My memory has always been poor. I’m assuming that is what can happen when people in your life rewrite your stories for you from early childhood. I was familiar with the term “gaslighting” before it became a buzzword a few years ago.
At least I think I was. I know I’d seen the film with Angela Landsbury when I was young enough to be deeply unsettled by her — or her character’s — sexuality.
I’ve moved so often over the years, time is vaguely divided in my mind into chapters of “where I was living then”. So those mornings, in that house, when the kids’ heads could still be nestled under my armpit I woke fully conscious and fully unaware of who I was. It only happened twice. Not two mornings in a row, but close enough together that I carried a seed of panic for months. I was then still statistically too young for early-onset Alzheimer’s. But I wondered, and sometimes still do if it was a glimpse of things to come.
It was such a specific experience, lasting more at least a minute, that I still wonder if experiences like these are the source of people’s belief in reincarnation. I lay perfectly still and “sorted through” my mind to find my gender, my age, my situation: oh, yeah, I have children, two — just tall enough to fit under my armpits in side hugs.
I wasn’t overwhelmed with emotion during those lost moments. I was curious. At first. It felt as though I’d woke underwater and could see the light at the surface. But while swimming upward, I felt a growing fear that I may not reach the surface soon enough. What if I didn’t break through?

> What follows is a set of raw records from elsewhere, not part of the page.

use std::collections::HashMap;

use leetsync::config::Settings;
use leetsync::contract::{MockSolutionStore, MockSubmissionSource};
use leetsync::model::{Problem, Submission};
use leetsync::synchronise::synchronise;

fn settings() -> Settings {
    Settings {
        leetcode_username: "tester".to_string(),
        leetcode_session: "session".to_string(),
        leetcode_csrf: "csrf".to_string(),
        github_username: "tester".to_string(),
        github_repository: "leetcode-solutions".to_string(),
        github_branch: "main".to_string(),
        github_token: "token".to_string(),
        days_to_look_back: 30,
        only_accepted: true,
        active_tags: vec!["Array".to_string(), "Database".to_string()],
        tag_mappings: HashMap::from([
            ("Array".to_string(), "Arrays".to_string()),
            ("Database".to_string(), "Databases".to_string()),
        ]),
    }
}

fn submission(slug: &str, timestamp: i64, language: &str, tags: &[&str]) -> Submission {
    Submission {
        id: format!("{slug}-{timestamp}"),
        code: "code".to_string(),
        timestamp,
        status: "Accepted".to_string(),
        language: language.to_string(),
        runtime: None,
        memory: None,
        problem: Problem {
            question_id: "1".to_string(),
            title: slug.to_string(),
            title_slug: slug.to_string(),
            content: String::new(),
            difficulty: "Easy".to_string(),
            tags: tags.iter().map(|t| t.to_string()).collect(),
        },
    }
}

fn source_returning(submissions: Vec<Submission>) -> MockSubmissionSource {
    let mut source = MockSubmissionSource::new();
    source
        .expect_submissions_since()
        .returning(move |_, _| Ok(submissions.clone()));
    source
}

#[tokio::test]
async fn empty_fetch_finalises_with_zero_counts_and_no_errors() {
    let source = source_returning(Vec::new());
    // The store must never be touched when there is nothing to sync.
    let store = MockSolutionStore::new();

    let report = synchronise(&settings(), &source, &store).await;

    assert_eq!(report.total_submissions, 0);
    assert_eq!(report.filtered_submissions, 0);
    assert_eq!(report.files_created, 0);
    assert_eq!(report.files_skipped, 0);
    assert!(report.errors.is_empty());
    assert!(report.end_time.is_some());
}

#[tokio::test]
async fn fetch_failure_is_recorded_as_an_error_not_a_panic() {
    let mut source = MockSubmissionSource::new();
    source
        .expect_submissions_since()
        .returning(|_, _| Err("network down".into()));
    let store = MockSolutionStore::new();

    let report = synchronise(&settings(), &source, &store).await;

    assert_eq!(report.files_created, 0);
    assert_eq!(report.errors.len(), 1);
    assert!(report.errors[0].contains("network down"));
    assert!(report.end_time.is_some());
}

#[tokio::test]
async fn submissions_without_active_tags_finalise_before_any_write() {
    let source = source_returning(vec![submission("lru-cache", 1, "cpp", &["Design"])]);
    let store = MockSolutionStore::new();

    let report = synchronise(&settings(), &source, &store).await;

    assert_eq!(report.total_submissions, 1);
    assert_eq!(report.filtered_submissions, 0);
    assert_eq!(report.files_created, 0);
    assert!(report.errors.is_empty());
}

#[tokio::test]
async fn non_accepted_submissions_are_dropped_when_configured() {
    let mut rejected = submission("two-sum", 2, "python3", &["Array"]);
    rejected.status = "Wrong Answer".to_string();
    let source = source_returning(vec![
        submission("two-sum", 1, "python3", &["Array"]),
        rejected,
    ]);

    let mut store = MockSolutionStore::new();
    store
        .expect_write_file()
        .times(1)
        .returning(|_, _, _, _| Ok(()));

    let report = synchronise(&settings(), &source, &store).await;

    assert_eq!(report.total_submissions, 2);
    assert_eq!(report.filtered_submissions, 1);
    assert_eq!(report.files_created, 1);
    // Sole accepted submission keeps the suffix-free filename.
    assert_eq!(report.synced_problems, vec!["two-sum"]);
}

#[tokio::test]
async fn write_failure_mid_run_skips_that_entry_and_continues() {
    let slugs = ["alpha", "beta", "gamma", "delta", "epsilon"];
    let subs: Vec<Submission> = slugs
        .iter()
        .enumerate()
        .map(|(i, slug)| submission(slug, i as i64 + 1, "python3", &["Array"]))
        .collect();
    let source = source_returning(subs);

    let mut store = MockSolutionStore::new();
    store
        .expect_write_file()
        .times(5)
        .returning(|path, _, _, _| {
            if path.contains("gamma") {
                Err("upload rejected".into())
            } else {
                Ok(())
            }
        });

    let report = synchronise(&settings(), &source, &store).await;

    assert_eq!(report.files_created, 4);
    assert_eq!(report.files_skipped, 1);
    assert_eq!(report.errors.len(), 1);
    assert!(report.errors[0].contains("Arrays/gamma.py"));
    // Entries after the failure were still processed.
    assert!(report.synced_problems.contains(&"delta".to_string()));
    assert!(report.synced_problems.contains(&"epsilon".to_string()));
    assert!(!report.synced_problems.contains(&"gamma".to_string()));
}

#[tokio::test]
async fn files_created_equals_sum_of_tag_counts() {
    let source = source_returning(vec![
        submission("two-sum", 1, "python3", &["Array"]),
        submission("three-sum", 2, "python3", &["Array"]),
        submission("combine-two-tables", 3, "mysql", &["Database"]),
    ]);

    let mut store = MockSolutionStore::new();
    store
        .expect_write_file()
        .times(3)
        .returning(|_, _, _, _| Ok(()));

    let report = synchronise(&settings(), &source, &store).await;

    assert_eq!(report.files_created, 3);
    assert_eq!(report.tag_counts.values().sum::<usize>(), report.files_created);
    assert_eq!(report.tag_counts.get("Arrays"), Some(&2));
    assert_eq!(report.tag_counts.get("Databases"), Some(&1));
}

#[tokio::test]
async fn versioned_entries_use_versioned_paths_and_commit_messages() {
    let source = source_returning(vec![
        submission("combine-two-tables", 100, "mysql", &["Database"]),
        submission("combine-two-tables", 300, "mysql", &["Database"]),
        submission("combine-two-tables", 200, "mysql", &["Database"]),
    ]);

    let mut store = MockSolutionStore::new();
    for version in 1..=3u32 {
        store
            .expect_write_file()
            .withf(move |path, _content, message, branch| {
                path == format!("Databases/combine-two-tables_v{version}.sql")
                    && message == format!("Add: combine-two-tables (v{version})")
                    && branch == "main"
            })
            .times(1)
            .returning(|_, _, _, _| Ok(()));
    }

    let report = synchronise(&settings(), &source, &store).await;

    assert_eq!(report.files_created, 3);
    assert_eq!(report.tag_counts.get("Databases"), Some(&3));
    // One distinct problem across the three versions.
    assert_eq!(report.synced_problems.len(), 1);
}

#[tokio::test]
async fn success_rate_and_duration_reflect_the_run() {
    let source = source_returning(vec![
        submission("alpha", 1, "python3", &["Array"]),
        submission("beta", 2, "python3", &["Array"]),
    ]);

    let mut store = MockSolutionStore::new();
    store
        .expect_write_file()
        .times(2)
        .returning(|path, _, _, _| {
            if path.contains("beta") {
                Err("rejected".into())
            } else {
                Ok(())
            }
        });

    let report = synchronise(&settings(), &source, &store).await;

    assert!((report.success_rate() - 50.0).abs() < f64::EPSILON);
    assert!(report.duration_secs() >= 0.0);
}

I’ve never talked to a doctor about these experiences. I figure now that I’d been dreaming. I’ve googled of course, but search results always mention “confusion.” I didn’t experience confusion. I felt remarkably clear, actually… just very far away.
I pull up these experiences now when I consider my meditation practice. Despite prevailing psychology theories, this is my conscious self detached entirely from narrative. Even the idea that this awareness was/is a dream-self is itself a narrative consciously placed on the experience.
In these moments the whole of my awareness was the “I”, watching the experiencing self — or in these two instances, searching for the experiencing self.
When I sit in meditation, I have to be careful. I have to guide myself to avoid hallucinations and other kinds of associative traps. I begin with the image of water. Blue (the air here is white*).
When I was small we would — or we did — camp in the desert and swim in springs. I remember once being tossed naked into a dark pool and feeling the cold current pushing against my feet, my legs, while the water around my torso was still and warm. I remember having the choice of where to put my attention.
I panicked. I kicked at the cold, I screamed: it got me nowhere.
I’ve found lately that there is a reason for pulling up memories. I’m beyond hope of uncovering objective truths, or even causes/consequences. I’ve given up on healing childhood traumas through memoir, but I’m convinced that it is possible that every incident tucked away — in sensual detail — in my mind is a metaphor for… everything.
*This is not at all in accordance with Buddhist symbolism, but it is in accordance with the Jæren landscape and relevant to my personal experience.